Llegó un momento en que sentía que no lo aceptaba la sociedad ni él mismo. Su obesidad lo llevó a estigmatizarse, a ocultarse en sus propios complejos. Por ejemplo, sólo usaba ropa negra, no se metía en una pileta o en un río. Nada que lo hiciera desnudar partes de su cuerpo.
-¿Cómo fue tu infancia?
-Común y corriente. Recién a los 16, 17 años empecé a engordar. Se ve que el metabolismo hizo algún cambio o lo que sea, y empecé a ponerme gordo por demás. Encima, eso me tocó en la época del secundario... viví mucho bullying, mucho acoso. Porque, aparte, la obesidad no solamente te da el problema de subir de peso, sino mucho más sudor, se te complica higienizarte bien, por ende tenés olores feos, y los pibes te van cargando, además de por el sobrepeso, por eso. Era pelearla con algo que, en ese momento, no sabía que era una enfermedad, y con el bullying.
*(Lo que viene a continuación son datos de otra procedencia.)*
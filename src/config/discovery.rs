//! Turns configured server paths into [`ServerRegistration`]s.
//!
//! A `.json` path is read as a server descriptor. Any other path is a worker
//! script: a sibling `<stem>.json` descriptor wins if present, otherwise the
//! launch command is inferred from the file extension.
use std::{
    collections::HashMap,
    path::{Path, PathBuf},
};

use serde::Deserialize;
use thiserror::Error;

use crate::core::tool::{Namespace, ServerRegistration, Tool};

/// Errors raised while resolving a configured server path.
#[derive(Error, Debug)]
#[non_exhaustive]
pub enum DiscoveryError {
    #[error("Server path not found: {}", .0.display())]
    NotFound(PathBuf),

    #[error("Failed to read {}: {source}", .path.display())]
    Read {
        path: PathBuf,
        #[source]
        source: std::io::Error,
    },

    #[error("Invalid server descriptor {}: {source}", .path.display())]
    InvalidDescriptor {
        path: PathBuf,
        #[source]
        source: serde_json::Error,
    },

    #[error("Server descriptor {} has no command", .0.display())]
    MissingCommand(PathBuf),
}

/// On-disk server descriptor.
#[derive(Debug, Deserialize)]
#[serde(rename_all = "camelCase")]
struct ServerDescriptor {
    #[serde(default)]
    id: Option<String>,
    #[serde(default)]
    display_name: Option<String>,
    #[serde(default)]
    command: String,
    #[serde(default)]
    args: Vec<String>,
    #[serde(default)]
    env: HashMap<String, String>,
    #[serde(default)]
    tools: Vec<Tool>,
}

fn file_stem(path: &Path) -> String {
    path.file_stem()
        .map(|stem| stem.to_string_lossy().into_owned())
        .unwrap_or_else(|| path.to_string_lossy().into_owned())
}

/// Launch command for a worker script, chosen by extension.
pub fn infer_launch(path: &Path) -> (String, Vec<String>) {
    let script = path.to_string_lossy().into_owned();
    let extension = path
        .extension()
        .and_then(|ext| ext.to_str())
        .map(str::to_ascii_lowercase);

    match extension.as_deref() {
        Some("py") => ("python3".to_string(), vec![script]),
        Some("js") | Some("mjs") | Some("cjs") => ("node".to_string(), vec![script]),
        Some("ts") => ("npx".to_string(), vec!["tsx".to_string(), script]),
        Some("sh") => ("sh".to_string(), vec![script]),
        Some("rb") => ("ruby".to_string(), vec![script]),
        _ => (script, Vec::new()),
    }
}

fn read_descriptor(path: &Path) -> Result<ServerDescriptor, DiscoveryError> {
    let raw = std::fs::read_to_string(path).map_err(|source| DiscoveryError::Read {
        path: path.to_path_buf(),
        source,
    })?;
    serde_json::from_str(&raw).map_err(|source| DiscoveryError::InvalidDescriptor {
        path: path.to_path_buf(),
        source,
    })
}

fn from_descriptor(
    descriptor: ServerDescriptor,
    descriptor_path: &Path,
    default_id: String,
    namespace: Namespace,
) -> Result<ServerRegistration, DiscoveryError> {
    if descriptor.command.trim().is_empty() {
        return Err(DiscoveryError::MissingCommand(descriptor_path.to_path_buf()));
    }
    let id = descriptor.id.unwrap_or(default_id);
    let display_name = descriptor.display_name.unwrap_or_else(|| id.clone());
    Ok(ServerRegistration {
        id,
        display_name,
        launch_command: descriptor.command,
        launch_args: descriptor.args,
        env: descriptor.env,
        namespace,
        tools: descriptor.tools,
    })
}

/// Resolve one configured path into a registration in `namespace`.
pub fn discover_server(path: &Path, namespace: Namespace) -> Result<ServerRegistration, DiscoveryError> {
    if !path.exists() {
        return Err(DiscoveryError::NotFound(path.to_path_buf()));
    }
    let stem = file_stem(path);

    let is_descriptor = path
        .extension()
        .and_then(|ext| ext.to_str())
        .is_some_and(|ext| ext.eq_ignore_ascii_case("json"));
    if is_descriptor {
        let descriptor = read_descriptor(path)?;
        return from_descriptor(descriptor, path, stem, namespace);
    }

    let sibling = path.with_extension("json");
    if sibling.is_file() {
        tracing::debug!(script = %path.display(), descriptor = %sibling.display(), "Using sibling descriptor");
        let descriptor = read_descriptor(&sibling)?;
        return from_descriptor(descriptor, &sibling, stem, namespace);
    }

    let (command, args) = infer_launch(path);
    Ok(ServerRegistration::builder(stem, namespace)
        .command(command)
        .args(args)
        .build())
}

/// Resolve every path; failures are returned alongside the successes so the
/// caller can log them and continue.
pub fn discover_servers(
    paths: &[String],
    namespace: Namespace,
) -> (Vec<ServerRegistration>, Vec<DiscoveryError>) {
    let mut servers = Vec::new();
    let mut errors = Vec::new();
    for path in paths {
        match discover_server(Path::new(path), namespace) {
            Ok(server) => servers.push(server),
            Err(e) => errors.push(e),
        }
    }
    (servers, errors)
}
Además muchas veces, no digo que los docentes hayan sido cómplices, sino que estaban como ausentes, no hacían nada en esas situaciones.
-¿Te veías gordo?
-Yo no sé si me veía gordo, yo sí sé que subía de peso. Los circuitos cerebrales te tiran la ansiedad de seguir comiendo, comiendo, comiendo; y encima, como comes rápido, no llega un mensaje de saciedad a tu cerebro. ¡Seguís comiendo y no querés parar de comer jamás! Y eso cuenta tanto para festejar como para borrar una tristeza: te abocás a la comida como cable a tierra.
-¿Cuándo te diste cuenta de tu enfermedad?
-El primer día que me pesé, en enero de 2014. La balanza cantó 207 kilos y me acuerdo que llamé a mi papá y le dije: “soy un Peugeot”. Mi viejo me preguntó por qué, y respondí: “porque peso 207”. Hay una la letra de los Redondos que dice que la muerte está tan segura de vencer que te da toda una vida de ventaja. La obesidad hace lo mismo, se queda agazapada en tu cabeza, Vos hacés un tratamiento y está todo bien. Pero ella sabe que en algún momento vas a flaquear, y cuando flaqueás intenta atacar. Si vos no tenés lo que yo denomino educación terapéutica, que son herramientas para zafar de eso, caes de vuelta.
-¿La sociedad está preparada para la obesidad?
-No. Y no solamente la argentina, sino a nivel mundial. Ni los medios de comunicación, ni los organismos estatales están preparados. Y tampoco la salud. La medicina avanzó y hay médicos que tratan la obesidad, pero la mayoría, cuando vas te dicen: “¿y cómo hiciste para meterte todos esos kilos encima?” Desde que vos tenés 5 o 10 kilos de más ya empezás a tener problemas. No existe el término gordo sano. Los análisis de sangre te pueden dar perfecto, pero las rodillas se te empiezan a debilitar, empezás a tener problemas para respirar. La obesidad es un negocio redondo. No existen polvitos mágicos, lo que existen son tratamientos que en base a la predisposición y a la voluntad de un ser humano y a la idoneidad y coherencia en los profesionales te pueden llevar a un mantenimiento de esta enfermedad. No existe la cura desgraciadamente. Pero además, los colectivos no te paran, o te paran a media cuadra y tenés que correr, cuando claramente no llegás; es jodido pasar por los molinetes del subte o sentarte en el colectivos. Encima algunos asientos tienen esa tela que resbala, imaginate que se resbala una persona flaca, que dentro de todo se puede acomodar, un obeso termina en el piso. Tampoco a un gordo le dan el asiento por sentirlo discapacitado. En muy pocas provincias le dan certificado de discapacidad a un obeso. El INADI hace un trabajo hermoso con la elección sexual, con la discriminación religiosa, pero el obeso no cuenta.
-¿Cómo te cambió estar flaco?
-Empecé a hablar y a interactuar más. Me volví mas sociable. Empecé a salir a bailar, me mejoró el autoestima, la seguridad. Volví a confiar en mi. Antes no salía porque me miraban y la infraestructura de los lugares no ayudan. Las sillas son chicas, los inodoros de los baños son pequeños. No me sacaba fotos, ahora lo hago. Sólo me vestía de negro, ahora uso color. ¿Está la sociedad preparada para la obesidad? No. Y el obeso tampoco está preparado, porque es el primero que niega la enfermedad.